EXERCISE GOAL:
Wherever the word "insert" shows up in the data, report the line it sits in.

GIVEN RECORDS:
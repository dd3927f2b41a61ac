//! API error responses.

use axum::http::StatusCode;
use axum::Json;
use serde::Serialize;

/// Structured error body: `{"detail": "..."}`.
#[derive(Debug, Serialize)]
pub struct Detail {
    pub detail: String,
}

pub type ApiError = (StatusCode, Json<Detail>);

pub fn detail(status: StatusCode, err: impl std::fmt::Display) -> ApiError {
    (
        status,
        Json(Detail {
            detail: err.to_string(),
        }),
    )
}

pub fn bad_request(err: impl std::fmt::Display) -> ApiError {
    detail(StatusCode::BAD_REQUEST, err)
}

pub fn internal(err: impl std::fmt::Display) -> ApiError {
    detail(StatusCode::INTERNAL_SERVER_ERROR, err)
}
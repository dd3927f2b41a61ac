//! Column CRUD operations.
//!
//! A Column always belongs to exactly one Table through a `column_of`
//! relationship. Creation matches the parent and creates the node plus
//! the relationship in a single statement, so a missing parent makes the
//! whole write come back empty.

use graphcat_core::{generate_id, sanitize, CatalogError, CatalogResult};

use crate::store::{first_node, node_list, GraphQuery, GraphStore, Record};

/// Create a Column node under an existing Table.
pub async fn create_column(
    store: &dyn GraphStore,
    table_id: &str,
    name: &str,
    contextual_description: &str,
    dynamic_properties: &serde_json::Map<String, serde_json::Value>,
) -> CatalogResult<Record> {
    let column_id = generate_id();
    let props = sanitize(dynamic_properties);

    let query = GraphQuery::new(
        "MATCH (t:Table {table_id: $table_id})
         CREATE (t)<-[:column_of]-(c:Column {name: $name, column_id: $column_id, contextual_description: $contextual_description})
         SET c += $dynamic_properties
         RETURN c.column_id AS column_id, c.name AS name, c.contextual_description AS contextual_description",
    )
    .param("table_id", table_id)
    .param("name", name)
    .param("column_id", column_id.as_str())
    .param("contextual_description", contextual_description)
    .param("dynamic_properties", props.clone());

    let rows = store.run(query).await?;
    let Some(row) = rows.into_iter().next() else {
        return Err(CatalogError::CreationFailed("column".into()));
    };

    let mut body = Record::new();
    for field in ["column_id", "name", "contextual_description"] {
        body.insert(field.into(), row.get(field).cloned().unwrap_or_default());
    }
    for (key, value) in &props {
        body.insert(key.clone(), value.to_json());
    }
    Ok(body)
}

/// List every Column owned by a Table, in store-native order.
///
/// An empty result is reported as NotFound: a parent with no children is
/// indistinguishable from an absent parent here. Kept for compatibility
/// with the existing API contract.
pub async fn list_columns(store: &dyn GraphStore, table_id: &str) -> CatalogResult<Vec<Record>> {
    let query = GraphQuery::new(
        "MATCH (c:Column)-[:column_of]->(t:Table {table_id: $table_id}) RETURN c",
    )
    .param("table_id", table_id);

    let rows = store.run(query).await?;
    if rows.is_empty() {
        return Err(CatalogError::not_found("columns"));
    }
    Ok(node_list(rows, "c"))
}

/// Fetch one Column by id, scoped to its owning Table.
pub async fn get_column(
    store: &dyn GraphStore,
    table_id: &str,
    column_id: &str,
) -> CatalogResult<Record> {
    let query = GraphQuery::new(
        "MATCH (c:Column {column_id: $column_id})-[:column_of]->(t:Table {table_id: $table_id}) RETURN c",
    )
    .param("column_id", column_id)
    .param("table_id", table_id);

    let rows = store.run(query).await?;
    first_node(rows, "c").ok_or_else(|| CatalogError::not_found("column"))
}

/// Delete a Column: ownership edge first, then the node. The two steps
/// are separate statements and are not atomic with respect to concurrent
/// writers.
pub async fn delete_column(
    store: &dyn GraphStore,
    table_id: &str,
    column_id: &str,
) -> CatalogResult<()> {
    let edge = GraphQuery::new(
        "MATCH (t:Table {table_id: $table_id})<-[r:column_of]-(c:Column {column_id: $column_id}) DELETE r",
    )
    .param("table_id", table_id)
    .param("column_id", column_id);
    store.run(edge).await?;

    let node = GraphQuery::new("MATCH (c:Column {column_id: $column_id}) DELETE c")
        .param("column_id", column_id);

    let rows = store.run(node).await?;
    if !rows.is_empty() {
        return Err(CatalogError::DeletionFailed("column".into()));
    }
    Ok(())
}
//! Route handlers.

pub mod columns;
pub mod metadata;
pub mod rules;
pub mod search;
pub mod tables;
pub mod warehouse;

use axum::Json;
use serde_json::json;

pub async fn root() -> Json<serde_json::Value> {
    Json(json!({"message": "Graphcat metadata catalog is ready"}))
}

EXERCISE ANSWER:
        body.insert(field.into(), row.get(field).cloned().unwrap_or_default());
        body.insert(key.clone(), value.to_json());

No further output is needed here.